Em nota, o MME informou: "A decisão foi adotada após profundo diagnóstico sobre o processo em curso de recuperação da empresa. Apesar de todo o esforço que vem sendo desenvolvido pela atual gestão, as dívidas e ônus do passado se avolumaram e exigem uma mudança de rota para não comprometer o futuro da empresa". Segundo o ministério, os problemas da Eletrobras decorrem de "ineficiências acumuladas nos últimos 15 anos, que impactaram a sociedade em cerca de um quarto de trilhão de reais [R$ 250 bilhões]". "Não há espaço para elevação de tarifas nem para aumento de encargos setoriais. Não é mais possível transferir os problemas para a população. A saída está em buscar recursos no mercado de capitais atraindo novos investidores e novos sócios", completou. A proposta prevê que a União permaneça como acionista e mantenha poder de veto na administração da companhia, para garantir a preservação de decisões estratégicas, como projetos de revitalização do rio São Francisco. A ideia do governo é adotar modelo semelhante ao aplicado em países como Portugal, França e Itália, que transformaram suas estatais elétricas (EDP, EDF e Enel, respectivamente) em grandes corporações com atuação internacional e que mantêm sua identidade nacional. Em fato relevante, a Eletrobras informou que a efetivação da operação depende de autorizações governamentais, avaliação das autorizações legais e regulatórias que serão necessárias, avaliação do modelo a ser adotado e observância dos procedimentos específicos, por ser tratar de sociedade de economia mista, de capital aberto, com ações listadas na B3, em Nova York (Nyse) e em Madri (Latibex).

O ministro-chefe da Secretaria-Geral da Presidência da República, Moreira Franco, afirmou que a venda do controle acionário da Eletrobras não requer o envio de um projeto de lei ao Congresso e pode ser feita em sem trâmite legislativo. "Não precisa disso. É como a privatização da Embraer". Ele não quis fazer projeções sobre o valor que poderá ser arrecadado e nem quando a operação ocorrerá. Ele enfatizou que a preparação do negócio requeria cuidado e discrição por tratar-se de empresa com papéis negociados na B3 e na Bolsa de Nova York. O plano deve ser "operacionalizado" em 2018, disse o secretário executivo do MME, Paulo Pedrosa. "Para esse ano, não há condição.

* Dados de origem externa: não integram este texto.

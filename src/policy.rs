//! Registration policy: when submissions are accepted and when a
//! student counts as having completed registration.
//!
//! Everything in here is pure. Callers pass the settings snapshot and the
//! current time explicitly and take care of persistence themselves.

use chrono::{DateTime, Utc};
use serde::Serialize;

use crate::models::{RegistrationSettings, Student, Submission};

/// Number of elective exam subjects every complete submission carries.
pub const EXAM_SUBJECT_COUNT: usize = 2;

/// Tunables that are not part of the admin-editable settings.
#[derive(Debug, Clone, Copy, PartialEq, Eq)]
pub struct RegistrationRules {
    /// Most review subjects a student may pick.
    pub review_subject_limit: usize,
    pub completion: CompletionThresholds,
}

impl Default for RegistrationRules {
    fn default() -> Self {
        Self {
            review_subject_limit: 4,
            completion: CompletionThresholds::default(),
        }
    }
}

/// Subject counts a student needs for the registration to count as done.
#[derive(Debug, Clone, Copy, PartialEq, Eq)]
pub struct CompletionThresholds {
    pub review_subjects: usize,
    pub exam_subjects: usize,
}

impl Default for CompletionThresholds {
    fn default() -> Self {
        Self {
            review_subjects: 2,
            exam_subjects: EXAM_SUBJECT_COUNT,
        }
    }
}

#[derive(Debug, Clone, Copy, PartialEq, Eq)]
pub struct Accepted;

#[derive(Debug, Clone, PartialEq, Eq, thiserror::Error)]
pub enum RejectionReason {
    #[error("Registration is locked, changes can no longer be saved.")]
    Locked,
    #[error("Exactly 2 elective exam subjects must be selected.")]
    IncompleteExamSubjects,
    #[error("Required field `{0}` must be filled in.")]
    MissingRequiredField(String),
    #[error("At most {limit} review subjects may be selected.")]
    TooManyReviewSubjects { limit: usize },
}

#[derive(Debug, Clone, Copy, PartialEq, Eq, Serialize)]
#[serde(rename_all = "snake_case")]
pub enum CompletionStatus {
    Completed,
    Incomplete,
}

/// `true` when the manual lock is set or `now` is past the deadline.
pub fn evaluate_lock_state(settings: &RegistrationSettings, now: DateTime<Utc>) -> bool {
    settings.is_registration_locked || now > settings.registration_deadline
}

/// Decides whether `submission` may be saved.
///
/// The lock check runs first, so a locked window reports `Locked` even
/// when the submission is also incomplete.
pub fn validate_submission(
    settings: &RegistrationSettings,
    submission: &Submission,
    now: DateTime<Utc>,
) -> Result<Accepted, RejectionReason> {
    if evaluate_lock_state(settings, now) {
        return Err(RejectionReason::Locked);
    }
    check_form(settings, submission)
}

/// The content checks of [`validate_submission`] without the lock. Used
/// when an admin saves a registration on a student's behalf.
pub fn check_form(
    settings: &RegistrationSettings,
    submission: &Submission,
) -> Result<Accepted, RejectionReason> {
    let toggles = &settings.registration_settings;

    if toggles.show_exam_subjects && submission.exam_subjects.len() != EXAM_SUBJECT_COUNT {
        return Err(RejectionReason::IncompleteExamSubjects);
    }

    if toggles.show_custom_fields {
        let missing = settings
            .custom_form_fields
            .iter()
            .filter(|field| field.required)
            .find(|field| {
                submission
                    .custom_data
                    .get(&field.id)
                    .map(|value| value.trim().is_empty())
                    .unwrap_or(true)
            });
        if let Some(field) = missing {
            return Err(RejectionReason::MissingRequiredField(field.id.clone()));
        }
    }

    Ok(Accepted)
}

/// Selection cap the student form enforces. Not part of
/// [`validate_submission`]; handlers run it once the policy accepts.
pub fn check_review_limit(
    settings: &RegistrationSettings,
    submission: &Submission,
    rules: &RegistrationRules,
) -> Result<(), RejectionReason> {
    let shown = settings.registration_settings.show_review_subjects;
    if shown && submission.review_subjects.len() > rules.review_subject_limit {
        return Err(RejectionReason::TooManyReviewSubjects {
            limit: rules.review_subject_limit,
        });
    }
    Ok(())
}

pub fn compute_completion_status(
    student: &Student,
    settings: &RegistrationSettings,
    thresholds: &CompletionThresholds,
) -> CompletionStatus {
    let toggles = &settings.registration_settings;
    let review_done = !toggles.show_review_subjects
        || student.review_subjects.len() == thresholds.review_subjects;
    let exam_done =
        !toggles.show_exam_subjects || student.exam_subjects.len() == thresholds.exam_subjects;

    if review_done && exam_done {
        CompletionStatus::Completed
    } else {
        CompletionStatus::Incomplete
    }
}

#[cfg(test)]
mod tests {
    use super::*;
    use crate::models::{CustomField, CustomFieldType, Role};
    use chrono::{Duration, TimeZone};
    use std::collections::BTreeMap;

    fn at(y: i32, m: u32, d: u32) -> DateTime<Utc> {
        Utc.with_ymd_and_hms(y, m, d, 0, 0, 0).unwrap()
    }

    fn settings(deadline: DateTime<Utc>, locked: bool) -> RegistrationSettings {
        let mut settings = RegistrationSettings::initial(deadline);
        settings.registration_deadline = deadline;
        settings.is_registration_locked = locked;
        settings
    }

    fn submission(review: &[i32], exam: &[i32], data: &[(&str, &str)]) -> Submission {
        Submission {
            review_subjects: review.to_vec(),
            exam_subjects: exam.to_vec(),
            custom_data: data
                .iter()
                .map(|(k, v)| (k.to_string(), v.to_string()))
                .collect(),
        }
    }

    fn student(review: &[i32], exam: &[i32]) -> Student {
        Student {
            id: 2,
            ma_hocsinh: "HS2025001".into(),
            hoten: "Nguyen Van A".into(),
            ngaysinh: "2006-05-12".into(),
            lop: "12A1".into(),
            role: Role::Student,
            must_change_password: false,
            review_subjects: review.to_vec(),
            exam_subjects: exam.to_vec(),
            registration_date: None,
            custom_data: BTreeMap::new(),
        }
    }

    #[test]
    fn past_deadline_locks_regardless_of_flag() {
        let deadline = at(2024, 1, 1);
        let now = at(2024, 1, 2);
        assert!(evaluate_lock_state(&settings(deadline, false), now));
        assert!(evaluate_lock_state(&settings(deadline, true), now));
    }

    #[test]
    fn manual_flag_locks_before_deadline() {
        let deadline = at(2024, 1, 10);
        assert!(evaluate_lock_state(&settings(deadline, true), at(2024, 1, 2)));
        assert!(!evaluate_lock_state(&settings(deadline, false), at(2024, 1, 2)));
    }

    #[test]
    fn deadline_instant_itself_is_still_open() {
        let deadline = at(2024, 1, 1);
        assert!(!evaluate_lock_state(&settings(deadline, false), deadline));
        assert!(evaluate_lock_state(
            &settings(deadline, false),
            deadline + Duration::milliseconds(1)
        ));
    }

    #[test]
    fn lock_takes_precedence_over_other_failures() {
        let settings = settings(at(2024, 1, 10), true);
        let bad = submission(&[1, 2, 3, 4, 5], &[4, 5, 6], &[("phone", "")]);
        assert_eq!(
            validate_submission(&settings, &bad, at(2024, 1, 2)),
            Err(RejectionReason::Locked)
        );
    }

    #[test]
    fn form_check_ignores_the_lock() {
        let settings = settings(at(2024, 1, 1), true);
        let good = submission(&[1, 2], &[4, 5], &[("phone", "0900000000")]);
        assert_eq!(check_form(&settings, &good), Ok(Accepted));
        let bad = submission(&[1, 2], &[4], &[("phone", "0900000000")]);
        assert_eq!(
            check_form(&settings, &bad),
            Err(RejectionReason::IncompleteExamSubjects)
        );
    }

    #[test]
    fn three_exam_subjects_are_incomplete() {
        let settings = settings(at(2024, 1, 10), false);
        let sub = submission(&[1, 2], &[4, 5, 6], &[("phone", "0900000000")]);
        assert_eq!(
            validate_submission(&settings, &sub, at(2024, 1, 2)),
            Err(RejectionReason::IncompleteExamSubjects)
        );
    }

    #[test]
    fn exam_count_ignored_when_exam_subjects_hidden() {
        let mut settings = settings(at(2024, 1, 10), false);
        settings.registration_settings.show_exam_subjects = false;
        let sub = submission(&[1], &[], &[("phone", "0900000000")]);
        assert_eq!(
            validate_submission(&settings, &sub, at(2024, 1, 2)),
            Ok(Accepted)
        );
    }

    #[test]
    fn blank_required_field_is_reported_by_id() {
        let settings = settings(at(2024, 1, 10), false);
        for value in ["", "   "] {
            let sub = submission(&[1, 2], &[4, 5], &[("phone", value)]);
            assert_eq!(
                validate_submission(&settings, &sub, at(2024, 1, 2)),
                Err(RejectionReason::MissingRequiredField("phone".into()))
            );
        }
        let absent = submission(&[1, 2], &[4, 5], &[]);
        assert_eq!(
            validate_submission(
                &settings,
                &absent,
                at(2024, 1, 2)
            ),
            Err(RejectionReason::MissingRequiredField("phone".into()))
        );
    }

    #[test]
    fn first_missing_field_in_schema_order_wins() {
        let mut settings = settings(at(2024, 1, 10), false);
        settings.custom_form_fields.insert(
            0,
            CustomField {
                id: "guardian".into(),
                label: "Guardian".into(),
                field_type: CustomFieldType::Text,
                required: true,
            },
        );
        let sub = submission(&[], &[4, 5], &[]);
        assert_eq!(
            validate_submission(&settings, &sub, at(2024, 1, 2)),
            Err(RejectionReason::MissingRequiredField("guardian".into()))
        );
    }

    #[test]
    fn optional_and_hidden_fields_are_not_required() {
        let mut settings = settings(at(2024, 1, 10), false);
        let sub = submission(&[1, 2], &[4, 5], &[("phone", "0900000000")]);
        assert_eq!(
            validate_submission(&settings, &sub, at(2024, 1, 2)),
            Ok(Accepted)
        );

        settings.registration_settings.show_custom_fields = false;
        let no_phone = submission(&[1, 2], &[4, 5], &[]);
        assert_eq!(
            validate_submission(
                &settings,
                &no_phone,
                at(2024, 1, 2)
            ),
            Ok(Accepted)
        );
    }

    #[test]
    fn review_selection_limit_is_not_a_policy_rule() {
        let settings = settings(at(2024, 1, 10), false);
        let five = submission(&[1, 2, 3, 4, 5], &[4, 5], &[("phone", "0900000000")]);
        assert_eq!(
            validate_submission(&settings, &five, at(2024, 1, 2)),
            Ok(Accepted)
        );
    }

    #[test]
    fn review_limit_guard_caps_selection() {
        let mut settings = settings(at(2024, 1, 10), false);
        let rules = RegistrationRules::default();
        let five = submission(&[1, 2, 3, 4, 5], &[4, 5], &[("phone", "0900000000")]);
        let four = submission(&[1, 2, 3, 4], &[4, 5], &[("phone", "0900000000")]);
        assert_eq!(
            check_review_limit(&settings, &five, &rules),
            Err(RejectionReason::TooManyReviewSubjects { limit: 4 })
        );
        assert_eq!(check_review_limit(&settings, &four, &rules), Ok(()));

        settings.registration_settings.show_review_subjects = false;
        assert_eq!(check_review_limit(&settings, &five, &rules), Ok(()));
    }

    #[test]
    fn validation_is_repeatable() {
        let settings = settings(at(2024, 1, 10), false);
        let sub = submission(&[1, 2], &[4, 5, 6], &[]);
        let now = at(2024, 1, 2);
        let first = validate_submission(&settings, &sub, now);
        let second = validate_submission(&settings, &sub, now);
        assert_eq!(first, second);
    }

    #[test]
    fn completion_uses_configured_thresholds() {
        let settings = settings(at(2024, 1, 10), false);
        let defaults = CompletionThresholds::default();

        assert_eq!(
            compute_completion_status(&student(&[1, 2], &[4, 5]), &settings, &defaults),
            CompletionStatus::Completed
        );
        assert_eq!(
            compute_completion_status(&student(&[1, 2, 3], &[4, 5]), &settings, &defaults),
            CompletionStatus::Incomplete
        );

        let four = CompletionThresholds {
            review_subjects: 4,
            exam_subjects: 2,
        };
        assert_eq!(
            compute_completion_status(&student(&[1, 2, 3, 4], &[4, 5]), &settings, &four),
            CompletionStatus::Completed
        );
    }

    #[test]
    fn disabled_sections_do_not_block_completion() {
        let mut settings = settings(at(2024, 1, 10), false);
        settings.registration_settings.show_review_subjects = false;
        let thresholds = CompletionThresholds::default();
        assert_eq!(
            compute_completion_status(&student(&[], &[4, 5]), &settings, &thresholds),
            CompletionStatus::Completed
        );
        settings.registration_settings.show_exam_subjects = false;
        assert_eq!(
            compute_completion_status(&student(&[], &[]), &settings, &thresholds),
            CompletionStatus::Completed
        );
    }
}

Isso é para o ano que vem", afirmou. "A estratégia envolve atender uma demanda de curto prazo para ajudar a fechar a contas, mas não pode ser vista como uma intervenção para cumprir um objetivo puramente fiscal", disse Pedrosa. O presidente da Amec, Mauro da Cunha, declarou que a proposta do MME "é uma notícia para se comemorar e mais uma sinalização de que o mercado de capitais é o caminho para as empresas". O Valor apurou que o plano de privatização da Eletrobras começou a ser discutido nas últimas duas semanas. O assunto foi conduzido por equipes restritas dos ministérios da Fazenda e de Minas e Energia. Ferreira Jr., presidente da estatal, e o diretor financeiro e de Relações com Investidores, Armando Casado, passaram o dia ontem em Brasília. À tarde, Casado participou de reunião com investidores em São Paulo, mas o encontro terminou antes da divulgação do fato relevante do plano. 

 

 

Valor econômico, v. 17, n. 4324, 22/08/2017. Empresas, p. B1.